## EXERCISE GOAL
Word for word, restate the lines from the start of the data below through the line containing "let args = Args::parse();".

## INFORMATION SHOWN
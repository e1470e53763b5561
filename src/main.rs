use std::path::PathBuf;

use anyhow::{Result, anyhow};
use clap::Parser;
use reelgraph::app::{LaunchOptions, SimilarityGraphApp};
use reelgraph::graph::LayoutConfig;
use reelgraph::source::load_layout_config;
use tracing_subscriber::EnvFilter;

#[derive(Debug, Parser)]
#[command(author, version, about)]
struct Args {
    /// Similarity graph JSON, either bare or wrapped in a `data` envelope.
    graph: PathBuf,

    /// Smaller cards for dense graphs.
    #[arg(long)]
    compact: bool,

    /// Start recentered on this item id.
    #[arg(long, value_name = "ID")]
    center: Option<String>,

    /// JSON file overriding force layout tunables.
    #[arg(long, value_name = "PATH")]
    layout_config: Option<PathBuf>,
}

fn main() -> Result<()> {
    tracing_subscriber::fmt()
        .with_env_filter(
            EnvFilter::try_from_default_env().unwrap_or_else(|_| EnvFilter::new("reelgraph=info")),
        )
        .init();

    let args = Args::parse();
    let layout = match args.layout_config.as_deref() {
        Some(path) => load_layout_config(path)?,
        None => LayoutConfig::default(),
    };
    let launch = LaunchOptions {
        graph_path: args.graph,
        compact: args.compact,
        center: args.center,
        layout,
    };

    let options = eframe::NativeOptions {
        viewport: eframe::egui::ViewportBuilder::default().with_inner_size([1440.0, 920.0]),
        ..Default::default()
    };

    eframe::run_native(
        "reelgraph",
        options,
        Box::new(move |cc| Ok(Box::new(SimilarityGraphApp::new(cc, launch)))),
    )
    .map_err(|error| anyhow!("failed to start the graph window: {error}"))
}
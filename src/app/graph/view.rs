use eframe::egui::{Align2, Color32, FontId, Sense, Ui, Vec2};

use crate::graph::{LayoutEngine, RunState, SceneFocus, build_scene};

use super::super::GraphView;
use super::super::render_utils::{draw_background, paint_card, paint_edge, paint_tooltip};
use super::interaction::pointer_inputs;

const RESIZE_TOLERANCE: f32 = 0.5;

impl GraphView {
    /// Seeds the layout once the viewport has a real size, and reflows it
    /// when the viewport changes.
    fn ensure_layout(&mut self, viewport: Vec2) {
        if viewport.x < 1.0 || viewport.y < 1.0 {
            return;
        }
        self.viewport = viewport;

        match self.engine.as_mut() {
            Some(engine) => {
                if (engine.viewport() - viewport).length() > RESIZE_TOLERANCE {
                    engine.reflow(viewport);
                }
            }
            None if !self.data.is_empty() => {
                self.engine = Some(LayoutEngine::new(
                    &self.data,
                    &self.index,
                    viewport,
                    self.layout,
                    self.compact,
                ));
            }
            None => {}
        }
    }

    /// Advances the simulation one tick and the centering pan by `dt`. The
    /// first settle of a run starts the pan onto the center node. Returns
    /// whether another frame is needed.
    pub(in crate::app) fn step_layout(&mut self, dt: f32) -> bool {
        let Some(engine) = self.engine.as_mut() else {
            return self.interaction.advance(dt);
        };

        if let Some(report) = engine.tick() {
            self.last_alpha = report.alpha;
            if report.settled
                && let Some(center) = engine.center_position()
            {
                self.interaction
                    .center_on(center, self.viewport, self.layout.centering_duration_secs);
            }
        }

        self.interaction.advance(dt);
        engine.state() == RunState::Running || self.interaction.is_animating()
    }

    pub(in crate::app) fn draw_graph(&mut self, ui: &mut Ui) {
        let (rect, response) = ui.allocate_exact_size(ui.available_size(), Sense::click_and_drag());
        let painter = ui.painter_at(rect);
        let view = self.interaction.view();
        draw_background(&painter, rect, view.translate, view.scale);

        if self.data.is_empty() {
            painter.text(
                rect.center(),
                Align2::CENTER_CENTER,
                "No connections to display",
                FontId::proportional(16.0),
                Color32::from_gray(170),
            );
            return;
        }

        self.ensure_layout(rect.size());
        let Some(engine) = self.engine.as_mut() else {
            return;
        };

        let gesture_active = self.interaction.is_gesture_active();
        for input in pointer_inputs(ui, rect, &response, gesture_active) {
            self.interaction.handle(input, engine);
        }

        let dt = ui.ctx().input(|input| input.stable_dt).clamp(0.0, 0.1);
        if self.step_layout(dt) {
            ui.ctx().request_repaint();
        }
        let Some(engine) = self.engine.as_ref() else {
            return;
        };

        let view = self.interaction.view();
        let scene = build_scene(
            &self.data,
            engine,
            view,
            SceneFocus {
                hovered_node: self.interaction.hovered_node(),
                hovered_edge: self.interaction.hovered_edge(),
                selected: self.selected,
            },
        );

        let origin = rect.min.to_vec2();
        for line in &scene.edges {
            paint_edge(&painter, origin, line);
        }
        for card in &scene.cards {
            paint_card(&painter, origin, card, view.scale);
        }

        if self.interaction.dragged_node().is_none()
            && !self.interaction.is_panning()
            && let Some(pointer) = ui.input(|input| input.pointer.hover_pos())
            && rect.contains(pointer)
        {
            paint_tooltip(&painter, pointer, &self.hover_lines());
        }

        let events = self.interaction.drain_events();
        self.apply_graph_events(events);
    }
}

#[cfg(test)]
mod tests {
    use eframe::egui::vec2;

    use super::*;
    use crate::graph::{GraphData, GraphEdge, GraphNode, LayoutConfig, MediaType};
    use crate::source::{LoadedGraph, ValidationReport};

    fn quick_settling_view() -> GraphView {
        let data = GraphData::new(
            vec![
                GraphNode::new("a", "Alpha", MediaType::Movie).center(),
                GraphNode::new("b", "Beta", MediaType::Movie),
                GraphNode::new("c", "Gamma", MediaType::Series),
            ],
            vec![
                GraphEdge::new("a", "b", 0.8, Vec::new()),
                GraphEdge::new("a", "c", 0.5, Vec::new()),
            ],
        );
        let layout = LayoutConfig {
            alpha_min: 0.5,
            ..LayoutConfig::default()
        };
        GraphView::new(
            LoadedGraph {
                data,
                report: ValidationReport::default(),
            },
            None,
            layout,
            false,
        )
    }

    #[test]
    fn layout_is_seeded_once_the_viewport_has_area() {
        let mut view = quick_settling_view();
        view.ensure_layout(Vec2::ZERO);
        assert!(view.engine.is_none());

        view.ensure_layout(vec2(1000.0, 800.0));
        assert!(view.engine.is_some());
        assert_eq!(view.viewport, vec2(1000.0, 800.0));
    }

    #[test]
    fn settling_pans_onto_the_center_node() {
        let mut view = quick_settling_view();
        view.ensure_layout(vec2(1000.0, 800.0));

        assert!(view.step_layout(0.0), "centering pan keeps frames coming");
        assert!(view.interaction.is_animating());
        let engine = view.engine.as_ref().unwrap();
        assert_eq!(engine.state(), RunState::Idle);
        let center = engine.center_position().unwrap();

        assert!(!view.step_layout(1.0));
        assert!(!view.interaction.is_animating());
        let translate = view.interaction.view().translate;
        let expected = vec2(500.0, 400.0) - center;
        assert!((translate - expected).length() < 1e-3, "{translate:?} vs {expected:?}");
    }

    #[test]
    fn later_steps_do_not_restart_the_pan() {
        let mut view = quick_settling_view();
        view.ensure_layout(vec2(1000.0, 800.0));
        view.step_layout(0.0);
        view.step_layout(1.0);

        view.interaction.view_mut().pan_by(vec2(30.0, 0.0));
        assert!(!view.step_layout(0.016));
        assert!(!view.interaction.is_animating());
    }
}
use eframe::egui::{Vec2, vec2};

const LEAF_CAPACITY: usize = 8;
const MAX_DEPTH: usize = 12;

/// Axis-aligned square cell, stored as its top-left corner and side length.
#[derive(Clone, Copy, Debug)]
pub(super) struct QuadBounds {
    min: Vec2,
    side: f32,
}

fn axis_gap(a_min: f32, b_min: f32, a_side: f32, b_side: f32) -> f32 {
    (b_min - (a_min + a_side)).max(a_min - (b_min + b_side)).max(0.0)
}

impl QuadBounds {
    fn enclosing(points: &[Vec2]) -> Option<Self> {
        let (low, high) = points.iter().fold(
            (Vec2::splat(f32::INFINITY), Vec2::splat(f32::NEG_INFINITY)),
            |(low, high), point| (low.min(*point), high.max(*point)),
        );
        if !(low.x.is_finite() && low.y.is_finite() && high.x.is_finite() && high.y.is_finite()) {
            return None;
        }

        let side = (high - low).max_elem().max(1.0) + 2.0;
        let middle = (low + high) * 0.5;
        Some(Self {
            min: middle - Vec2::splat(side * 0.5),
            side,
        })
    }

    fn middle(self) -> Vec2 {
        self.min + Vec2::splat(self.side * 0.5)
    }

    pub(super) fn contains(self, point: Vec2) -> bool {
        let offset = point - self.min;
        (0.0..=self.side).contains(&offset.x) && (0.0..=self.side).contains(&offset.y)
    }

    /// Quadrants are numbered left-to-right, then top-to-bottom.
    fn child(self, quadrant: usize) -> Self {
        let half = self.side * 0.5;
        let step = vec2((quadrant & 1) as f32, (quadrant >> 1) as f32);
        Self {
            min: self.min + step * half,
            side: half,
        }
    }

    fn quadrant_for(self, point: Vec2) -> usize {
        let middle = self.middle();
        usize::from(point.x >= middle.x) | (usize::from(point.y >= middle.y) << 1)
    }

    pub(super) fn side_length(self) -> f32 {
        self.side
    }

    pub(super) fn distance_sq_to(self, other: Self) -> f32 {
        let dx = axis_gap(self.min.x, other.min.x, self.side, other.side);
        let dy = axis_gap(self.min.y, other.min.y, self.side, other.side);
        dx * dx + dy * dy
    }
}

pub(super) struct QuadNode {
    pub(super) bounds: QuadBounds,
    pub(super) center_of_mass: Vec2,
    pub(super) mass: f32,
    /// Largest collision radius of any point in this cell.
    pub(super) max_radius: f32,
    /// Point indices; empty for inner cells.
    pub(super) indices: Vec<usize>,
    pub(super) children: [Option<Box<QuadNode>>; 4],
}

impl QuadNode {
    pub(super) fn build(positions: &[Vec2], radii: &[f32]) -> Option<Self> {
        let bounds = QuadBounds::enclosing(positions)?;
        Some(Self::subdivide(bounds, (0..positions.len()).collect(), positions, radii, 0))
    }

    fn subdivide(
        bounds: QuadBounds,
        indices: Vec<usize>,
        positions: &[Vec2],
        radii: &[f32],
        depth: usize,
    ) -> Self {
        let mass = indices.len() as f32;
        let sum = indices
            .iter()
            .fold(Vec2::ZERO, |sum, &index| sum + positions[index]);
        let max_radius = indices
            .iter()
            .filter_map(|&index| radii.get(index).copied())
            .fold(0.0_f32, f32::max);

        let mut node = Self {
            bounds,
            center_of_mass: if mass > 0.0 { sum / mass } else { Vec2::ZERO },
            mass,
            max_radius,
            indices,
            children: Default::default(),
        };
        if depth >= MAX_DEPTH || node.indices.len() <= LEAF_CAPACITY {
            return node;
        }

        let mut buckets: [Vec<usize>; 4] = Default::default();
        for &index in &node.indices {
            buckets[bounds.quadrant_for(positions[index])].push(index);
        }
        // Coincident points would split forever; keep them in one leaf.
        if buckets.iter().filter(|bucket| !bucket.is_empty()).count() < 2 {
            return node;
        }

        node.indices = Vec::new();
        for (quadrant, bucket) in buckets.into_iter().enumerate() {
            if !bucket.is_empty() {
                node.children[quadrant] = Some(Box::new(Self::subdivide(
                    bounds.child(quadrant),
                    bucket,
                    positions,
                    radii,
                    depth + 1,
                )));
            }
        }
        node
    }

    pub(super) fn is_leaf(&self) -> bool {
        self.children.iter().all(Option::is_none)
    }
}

## RESPONSE
repository e1470e53763b5561
filename src/main.rs
use std::path::PathBuf;

use anyhow::{Result, anyhow};
use clap::Parser;
use reelgraph::app::{LaunchOptions, SimilarityGraphApp};
use reelgraph::graph::LayoutConfig;
use reelgraph::source::load_layout_config;
use tracing_subscriber::EnvFilter;

#[derive(Debug, Parser)]
#[command(author, version, about)]
struct Args {
    /// Similarity graph JSON, either bare or wrapped in a `data` envelope.
    graph: PathBuf,

    /// Smaller cards for dense graphs.
    #[arg(long)]
    compact: bool,

    /// Start recentered on this item id.
    #[arg(long, value_name = "ID")]
    center: Option<String>,

    /// JSON file overriding force layout tunables.
    #[arg(long, value_name = "PATH")]
    layout_config: Option<PathBuf>,
}

fn main() -> Result<()> {
    tracing_subscriber::fmt()
        .with_env_filter(
            EnvFilter::try_from_default_env().unwrap_or_else(|_| EnvFilter::new("reelgraph=info")),
        )
        .init();

    let args = Args::parse();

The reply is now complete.